McGovern's aim is to give the Government a far greater voice in the uses to which investment is put; more of the profits of private industry would tend to be taxed away and invested instead as Government chooses. Such resource allocations would mean a different kind of America, more like the mixed economies and relatively paternalistic societies of Western Europe. This is a breathtaking proposition, to say the least, and it is going to require a lot of explaining before the campaign is over.

INCOME. Anyone making over $50,000 a year—earned or unearned —would have to pay 75% of the excess in taxes, no matter what tax shelters might exist. Inheritance taxes would be increased, with a 77% rate on anything over $500,000. He had originally proposed a confiscatory 100% tax on inheritances over $500,-000, but backed down when blue-collar workers in Wisconsin and Massachusetts objected that taxing anybody 100% was unAmerican. Said a bemused McGovern: "I don't know whether people still think they will win a lottery or what." He would abolish welfare payments and substitute minimum income grants with a maximum of about $1,000 per person annually. All told, his redistribute-the-wealth plan would shift $43 billion a year from the more affluent to the relatively poor. In a study for the Joint Economic Committee, Economist Lester Thurow of M.I.T. found that the gap between the mean annual income of the richest 5% of U.S. families and that of the poorest 5% was $27,605 in 1969; it was only $17,057 in 1947 (using 1969 dollars).

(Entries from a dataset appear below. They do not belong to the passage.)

use async_trait::async_trait;

use crate::application::{AppResult, Notifier};
use crate::domain::ExpiryNotice;
use crate::infrastructure::event_bus::EventBus;

/// Feeds the live notification stream. Best effort: with nobody subscribed
/// the notice is simply dropped.
pub struct BroadcastNotifier {
    bus: EventBus,
}

impl BroadcastNotifier {
    pub fn new(bus: EventBus) -> Self {
        Self { bus }
    }
}

#[async_trait]
impl Notifier for BroadcastNotifier {
    async fn notify(&self, notice: &ExpiryNotice) -> AppResult<()> {
        let receivers = self.bus.publish(notice.clone());
        tracing::debug!(receivers, user_id = %notice.user_id, "notice broadcast");
        Ok(())
    }
}
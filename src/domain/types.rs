use std::fmt;

use serde::{Deserialize, Serialize};

/// Unix epoch seconds.
pub type Timestamp = i64;

#[derive(Clone, Copy, Debug, PartialEq, Eq, Hash, PartialOrd, Ord, Serialize, Deserialize)]
#[serde(transparent)]
pub struct UserId(pub u64);

impl UserId {
    /// SQLite has no unsigned 64-bit column type; chat platform ids fit in i63.
    pub fn as_i64(self) -> i64 {
        self.0 as i64
    }

    pub fn from_i64(v: i64) -> Self {
        Self(v as u64)
    }
}

impl fmt::Display for UserId {
    fn fmt(&self, f: &mut fmt::Formatter<'_>) -> fmt::Result {
        write!(f, "{}", self.0)
    }
}

/// Identity of a timer: one live record per (user, action).
#[derive(Clone, Debug, PartialEq, Eq, Hash, PartialOrd, Ord)]
pub struct TimerKey {
    pub user_id: UserId,
    pub action_name: String,
}

impl TimerKey {
    pub fn new(user_id: UserId, action_name: impl Into<String>) -> Self {
        Self {
            user_id,
            action_name: action_name.into(),
        }
    }
}

impl fmt::Display for TimerKey {
    fn fmt(&self, f: &mut fmt::Formatter<'_>) -> fmt::Result {
        write!(f, "{}/{}", self.user_id, self.action_name)
    }
}
pub mod config;
pub mod http_api;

JOBS. A major goal is to provide employment for every able-bodied American who wants it. Says McGovern: "The President could relieve a lot of the tension between blacks and whites if he stopped talking about welfare chiselers and said: 'Look, everybody who wants to work is going to have a job. We don't know quite yet what you'll be doing, but you're going to have a good job. And the Government is going to guarantee employment at decent wages.' "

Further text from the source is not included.